I want to prove that for $B_n=A-A_n$ we have that $B_n\downarrow\emptyset$.
What I have is:
$$\bigcap\limits_{i=1}^{\infty} (A-A_{i})=(A-\bigcup\limits_{i=1}^{1} A_{i})\bigcap (A-\bigcup\limits_{i=1}^{2} A_{i}) \bigcap \cdots \bigcap (A-\bigcup\limits_{i=1}^{\infty} A_{i})=\\(A-\bigcup\limits_{i=1}^{1} A_{i})\bigcap (A-\bigcup\limits_{i=1}^{2} A_{i}) \bigcap \cdots \bigcap \emptyset=\emptyset$$
Is this formally and rigorously correct? Am I allowed to use the dot notation like that and go to infinity in that manner?
Thanks in advance!
I think it is totally fine.
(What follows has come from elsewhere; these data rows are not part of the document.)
//! Key-value persistence contract.
//!
//! Settings and lifetime stats are persisted through a `KeyValueStore`,
//! the same shape as a browser's local storage: string keys, string
//! values. How values reach disk is up to the host; the crate ships an
//! in-memory store for tests, the simulator and hosts without storage.

use std::sync::{Arc, Mutex};

use rustc_hash::FxHashMap;
use thiserror::Error;

/// Key under which settings are stored.
pub const SETTINGS_KEY: &str = "vsrdle.settings";

/// Key under which lifetime stats are stored.
pub const STATS_KEY: &str = "vsrdle.stats";

/// Errors reported by a storage backend.
#[derive(Debug, Error)]
pub enum StorageError {
    /// The backend could not be read or written.
    #[error("storage backend error: {0}")]
    Backend(String),

    /// A value could not be encoded.
    #[error("failed to encode value for {key}")]
    Encode {
        key: String,
        #[source]
        source: serde_json::Error,
    },

    /// A thread panicked while holding the store lock.
    #[error("storage lock poisoned")]
    Poisoned,
}

/// String key-value storage.
///
/// `Send` so a session can be moved behind a mutex on a threaded host.
pub trait KeyValueStore: Send {
    /// Read a value. `Ok(None)` when the key is absent.
    fn get(&self, key: &str) -> Result<Option<String>, StorageError>;

    /// Write a value.
    fn set(&self, key: &str, value: &str) -> Result<(), StorageError>;
}

/// In-memory store. Clones share the same map.
#[derive(Clone, Debug, Default)]
pub struct MemoryStore {
    entries: Arc<Mutex<FxHashMap<String, String>>>,
}

impl MemoryStore {
    /// Create an empty store.
    #[must_use]
    pub fn new() -> Self {
        Self::default()
    }

    /// Create a store pre-populated with entries.
    #[must_use]
    pub fn with_entries<I, K, V>(entries: I) -> Self
    where
        I: IntoIterator<Item = (K, V)>,
        K: Into<String>,
        V: Into<String>,
    {
        let map = entries
            .into_iter()
            .map(|(k, v)| (k.into(), v.into()))
            .collect();
        Self {
            entries: Arc::new(Mutex::new(map)),
        }
    }
}

impl KeyValueStore for MemoryStore {
    fn get(&self, key: &str) -> Result<Option<String>, StorageError> {
        let entries = self.entries.lock().map_err(|_| StorageError::Poisoned)?;
        Ok(entries.get(key).cloned())
    }

    fn set(&self, key: &str, value: &str) -> Result<(), StorageError> {
        let mut entries = self.entries.lock().map_err(|_| StorageError::Poisoned)?;
        entries.insert(key.to_string(), value.to_string());
        Ok(())
    }
}

/// Read a key and parse it as a JSON object.
///
/// Absent keys, backend errors and malformed JSON all yield `None`;
/// the latter two are logged.
pub(crate) fn read_json_object(
    store: &dyn KeyValueStore,
    key: &str,
) -> Option<serde_json::Map<String, serde_json::Value>> {
    let raw = match store.get(key) {
        Ok(Some(raw)) => raw,
        Ok(None) => return None,
        Err(err) => {
            tracing::warn!(key, error = %err, "failed to read from storage, using defaults");
            return None;
        }
    };

    match serde_json::from_str::<serde_json::Value>(&raw) {
        Ok(serde_json::Value::Object(map)) => Some(map),
        Ok(_) => {
            tracing::warn!(key, "stored value is not an object, using defaults");
            None
        }
        Err(err) => {
            tracing::warn!(key, error = %err, "stored value is not valid JSON, using defaults");
            None
        }
    }
}

/// Take one field out of a stored object, falling back to `default`
/// when the field is absent or has the wrong type.
pub(crate) fn field_or<T: serde::de::DeserializeOwned>(
    map: &serde_json::Map<String, serde_json::Value>,
    field: &str,
    default: T,
) -> T {
    let Some(value) = map.get(field) else {
        return default;
    };
    match serde_json::from_value(value.clone()) {
        Ok(parsed) => parsed,
        Err(err) => {
            tracing::warn!(field, error = %err, "ignoring malformed stored field");
            default
        }
    }
}

/// Serialize and write a value.
pub(crate) fn write_json<T: serde::Serialize>(
    store: &dyn KeyValueStore,
    key: &str,
    value: &T,
) -> Result<(), StorageError> {
    let encoded = serde_json::to_string(value).map_err(|source| StorageError::Encode {
        key: key.to_string(),
        source,
    })?;
    store.set(key, &encoded)
}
If there's a lack of rigor, it's trivial to fill in.
If we broke down the logic we could say $$x \in \bigcap_{i=1}^{\infty}(A - A_i) \iff x\in A \ \wedge \ \forall i, x \notin A_i \iff x \in A \ \wedge \ x \notin \bigcup_i^{\infty} A_i \iff x \in A \ \wedge \ x \notin A$$